Work instruction:
Give back the data below exactly, with every line kept the same.

[Data records Boundary: Start]

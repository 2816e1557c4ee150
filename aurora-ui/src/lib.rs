//! Shared value types for Aurora components.
//!
//! # Overview
//!
//! `aurora-ui` holds the small vocabulary every Aurora component is configured
//! with. It does not render anything and has no runtime of its own.
//!
//! - [`Color`] describes palette entries and parses `#RRGGBB` hex strings.
//! - [`Callback`] and [`CallbackWith`] are shareable, comparable event
//!   handlers used as component props.
//! - [`PlatformFamily`] selects between the interaction models that differ
//!   between mobile platforms.
//!
//! # Example
//!
//! ```
//! use aurora_ui::{Callback, CallbackWith, Color, PlatformFamily};
//!
//! let accent: Color = "#3B82F6".parse().unwrap();
//! assert_eq!(accent, Color::from_rgb_u8(0x3B, 0x82, 0xF6));
//!
//! let on_blur = Callback::new(|| println!("blurred"));
//! let on_count = CallbackWith::new(|count: u32| println!("count = {count}"));
//! on_blur.call();
//! on_count.call(3);
//!
//! let _family = PlatformFamily::current();
//! ```
#![deny(missing_docs, clippy::unwrap_used)]

pub mod color;
pub mod platform;
pub mod prop;

pub use crate::{
    color::{Color, ParseColorError},
    platform::PlatformFamily,
    prop::{Callback, CallbackWith},
};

[Data records Boundary: End]

Final answer:
repository 2816e1557c4ee150
filename aurora-ui/src/lib.rs
//! Shared value types for Aurora components.
//!
//! # Overview
//!
//! `aurora-ui` holds the small vocabulary every Aurora component is configured
//! with. It does not render anything and has no runtime of its own.
//!
//! - [`Color`] describes palette entries and parses `#RRGGBB` hex strings.
//! - [`Callback`] and [`CallbackWith`] are shareable, comparable event
//!   handlers used as component props.
//! - [`PlatformFamily`] selects between the interaction models that differ
//!   between mobile platforms.
//!
//! # Example
//!
//! ```
//! use aurora_ui::{Callback, CallbackWith, Color, PlatformFamily};
//!
//! let accent: Color = "#3B82F6".parse().unwrap();
//! assert_eq!(accent, Color::from_rgb_u8(0x3B, 0x82, 0xF6));
//!
//! let on_blur = Callback::new(|| println!("blurred"));
//! let on_count = CallbackWith::new(|count: u32| println!("count = {count}"));
//! on_blur.call();
//! on_count.call(3);
//!
//! let _family = PlatformFamily::current();
//! ```
#![deny(missing_docs, clippy::unwrap_used)]

pub mod color;
pub mod platform;
pub mod prop;

pub use crate::{
    color::{Color, ParseColorError},
    platform::PlatformFamily,
    prop::{Callback, CallbackWith},
};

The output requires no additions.